Recorded data
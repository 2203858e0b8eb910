//! Data Transfer Objects
//!
//! Request and response types for the API endpoints.
//! These types are serialized/deserialized to/from JSON.

use serde::{Deserialize, Serialize};
use uuid::Uuid;

use crate::charts::Figure;
use crate::map::{MapMetric, MetricOption};
use crate::session::{CountryOption, DashboardView, ViewUpdate};

// ============================================
// SESSION DTOs
// ============================================

/// Response to session creation and lookup
#[derive(Debug, Serialize)]
pub struct SessionResponse {
    pub session_id: Uuid,
    pub view: DashboardView,
}

/// Response to an applied event
#[derive(Debug, Serialize)]
pub struct EventResponse {
    pub session_id: Uuid,
    #[serde(flatten)]
    pub update: ViewUpdate,
}

// ============================================
// CATALOG DTOs
// ============================================

/// Country dropdown options
#[derive(Debug, Serialize)]
pub struct CountryListResponse {
    pub countries: Vec<CountryOption>,
    pub total: usize,
}

/// Map metric radio options
#[derive(Debug, Serialize)]
pub struct MetricListResponse {
    pub metrics: Vec<MetricOption>,
    pub default: MapMetric,
}

// ============================================
// MAP DTOs
// ============================================

/// Query parameters for the choropleth
#[derive(Debug, Deserialize)]
pub struct MapParams {
    /// Metric tag; defaults to `idh`
    #[serde(default)]
    pub metric: Option<String>,
}

/// Choropleth descriptor
#[derive(Debug, Serialize)]
pub struct MapResponse {
    pub metric: MapMetric,
    pub figure: Figure,
}

// ============================================
// HEALTH DTOs
// ============================================

/// Health check response
#[derive(Debug, Serialize)]
pub struct HealthResponse {
    /// Overall status: "healthy"
    pub status: String,
    /// Number of countries loaded
    pub countries: usize,
    /// Number of live sessions
    pub sessions: usize,
    /// Server uptime in seconds
    pub uptime_seconds: u64,
    /// Service version
    pub version: String,
}
//! Country Registry
//!
//! Lookups between country name, ISO3 code and the two-letter flag code.
//! Names and ISO3 codes come from the indicator store; flag codes come from
//! the GeoJSON feature properties.

use std::collections::{HashMap, HashSet};

use geojson::{feature::Id, Feature, FeatureCollection, JsonValue};

use super::store::IndicatorStore;

/// Features whose `iso_a3` is unusable and must use `iso_a3_eh` instead.
const ISO3_EH_EXCEPTIONS: [&str; 5] = ["MDV", "MUS", "NOR", "FRA", "SYC"];

/// Features whose flag code comes from `postal`.
const POSTAL_FLAG_EXCEPTIONS: [&str; 3] = ["N. Cyprus", "Siachen Glacier", "Somaliland"];

/// Marker used by Natural Earth for missing codes.
const MISSING_CODE: &str = "-99";

/// Name ↔ ISO3 ↔ flag code lookups
#[derive(Debug, Clone, Default)]
pub struct CountryRegistry {
    name_to_iso3: HashMap<String, String>,
    iso3_to_name: HashMap<String, String>,
    iso3_to_flag: HashMap<String, String>,
    feature_ids: HashSet<String>,
    feature_count: usize,
}

impl CountryRegistry {
    /// Build from the store and the prepared features.
    ///
    /// The features must already carry their ISO3 `id` and `sigla` property
    /// (see [`prepare_features`]).
    pub fn build(store: &IndicatorStore, features: &FeatureCollection) -> Self {
        let mut registry = Self::default();

        for record in store.iter() {
            registry
                .name_to_iso3
                .entry(record.name.clone())
                .or_insert_with(|| record.iso3.clone());
            registry
                .iso3_to_name
                .insert(record.iso3.clone(), record.name.clone());
        }

        registry.feature_count = features.features.len();
        for feature in &features.features {
            let iso3 = match &feature.id {
                Some(Id::String(id)) => id,
                _ => continue,
            };
            registry.feature_ids.insert(iso3.clone());
            if let Some(code) = feature.property("sigla").and_then(JsonValue::as_str) {
                registry
                    .iso3_to_flag
                    .entry(iso3.clone())
                    .or_insert_with(|| code.to_string());
            }
        }

        let unmapped = registry
            .iso3_to_name
            .keys()
            .filter(|iso3| !registry.has_feature(iso3))
            .count();
        if unmapped > 0 {
            tracing::info!(countries = unmapped, "Countries without a map feature");
        }

        registry
    }

    pub fn iso3_for_name(&self, name: &str) -> Option<&str> {
        self.name_to_iso3.get(name).map(String::as_str)
    }

    pub fn name_for_iso3(&self, iso3: &str) -> Option<&str> {
        self.iso3_to_name.get(iso3).map(String::as_str)
    }

    /// Lowercase two-letter flag code, when the map has a feature for it
    pub fn flag_code(&self, iso3: &str) -> Option<&str> {
        self.iso3_to_flag.get(iso3).map(String::as_str)
    }

    /// Whether the map has a polygon feature for this ISO3
    pub fn has_feature(&self, iso3: &str) -> bool {
        self.feature_ids.contains(iso3)
    }

    /// Number of features in the map, matched or not
    pub fn feature_count(&self) -> usize {
        self.feature_count
    }

    /// Number of countries known to the store
    pub fn len(&self) -> usize {
        self.iso3_to_name.len()
    }

    pub fn is_empty(&self) -> bool {
        self.iso3_to_name.is_empty()
    }
}

/// Assign each feature its ISO3 `id` and a lowercase `sigla` flag code.
pub fn prepare_features(collection: &mut FeatureCollection) {
    for feature in collection.features.iter_mut() {
        if let Some(iso3) = feature_iso3(feature) {
            feature.id = Some(Id::String(iso3));
        }
        if let Some(code) = feature_flag_code(feature) {
            feature.set_property("sigla", code);
        }
    }
}

fn string_property<'a>(feature: &'a Feature, key: &str) -> Option<&'a str> {
    feature.property(key).and_then(JsonValue::as_str)
}

/// `iso_a3`, replaced by `iso_a3_eh` for the known exceptions.
fn feature_iso3(feature: &Feature) -> Option<String> {
    let iso_a3 = string_property(feature, "iso_a3");
    let iso_a3_eh = string_property(feature, "iso_a3_eh");

    match iso_a3_eh {
        Some(eh) if ISO3_EH_EXCEPTIONS.contains(&eh) => Some(eh.to_string()),
        _ => iso_a3.map(str::to_string),
    }
}

/// `iso_a2`; `iso_a2_eh` when missing; `postal` for the named exceptions.
fn feature_flag_code(feature: &Feature) -> Option<String> {
    let mut code = string_property(feature, "iso_a2")?;
    if code == MISSING_CODE {
        code = string_property(feature, "iso_a2_eh").unwrap_or(MISSING_CODE);
        let name = string_property(feature, "name").unwrap_or_default();
        if POSTAL_FLAG_EXCEPTIONS.contains(&name) {
            code = string_property(feature, "postal").unwrap_or(code);
        }
    }
    Some(code.to_lowercase())
}

#[cfg(test)]
mod tests {
    use super::*;
    use crate::data::fixtures;

    fn features() -> FeatureCollection {
        let mut collection: FeatureCollection = serde_json::from_str(fixtures::GEOJSON).unwrap();
        prepare_features(&mut collection);
        collection
    }

    fn feature_named<'a>(collection: &'a FeatureCollection, name: &str) -> &'a Feature {
        collection
            .features
            .iter()
            .find(|f| string_property(f, "name") == Some(name))
            .unwrap()
    }

    #[test]
    fn test_ids_use_iso3_exceptions() {
        let collection = features();
        let norway = feature_named(&collection, "Norway");
        assert_eq!(norway.id, Some(Id::String("NOR".to_string())));

        let brazil = feature_named(&collection, "Brazil");
        assert_eq!(brazil.id, Some(Id::String("BRA".to_string())));
    }

    #[test]
    fn test_flag_code_rules() {
        let collection = features();
        let sigla = |name: &str| {
            string_property(feature_named(&collection, name), "sigla").map(str::to_string)
        };

        assert_eq!(sigla("Brazil").as_deref(), Some("br"));
        assert_eq!(sigla("Norway").as_deref(), Some("no"));
        assert_eq!(sigla("N. Cyprus").as_deref(), Some("cn"));
    }

    #[test]
    fn test_registry_lookups() {
        let store = fixtures::store();
        let registry = CountryRegistry::build(&store, &features());

        assert_eq!(registry.len(), 6);
        assert_eq!(registry.iso3_for_name("Brazil"), Some("BRA"));
        assert_eq!(registry.name_for_iso3("NOR"), Some("Norway"));
        assert_eq!(registry.flag_code("BRA"), Some("br"));
        assert_eq!(registry.flag_code("TUV"), None);
        assert_eq!(registry.name_for_iso3("ATA"), None);
    }

    #[test]
    fn test_feature_coverage() {
        let store = fixtures::store();
        let registry = CountryRegistry::build(&store, &features());

        assert_eq!(registry.feature_count(), 7);
        assert!(registry.has_feature("BRA"));
        assert!(registry.has_feature("NOR"));
        assert!(registry.has_feature("ATA"));
        // Tuvalu is in the store but has no polygon
        assert!(!registry.has_feature("TUV"));
    }

    #[test]
    fn test_every_store_row_resolves() {
        let store = fixtures::store();
        let registry = CountryRegistry::build(&store, &features());

        for record in store.iter() {
            assert_eq!(registry.iso3_for_name(&record.name), Some(record.iso3.as_str()));
        }
    }
}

What you have to do =
How many lines in the records above contain the word "options"? Reply with the number and nothing more.

Result =
2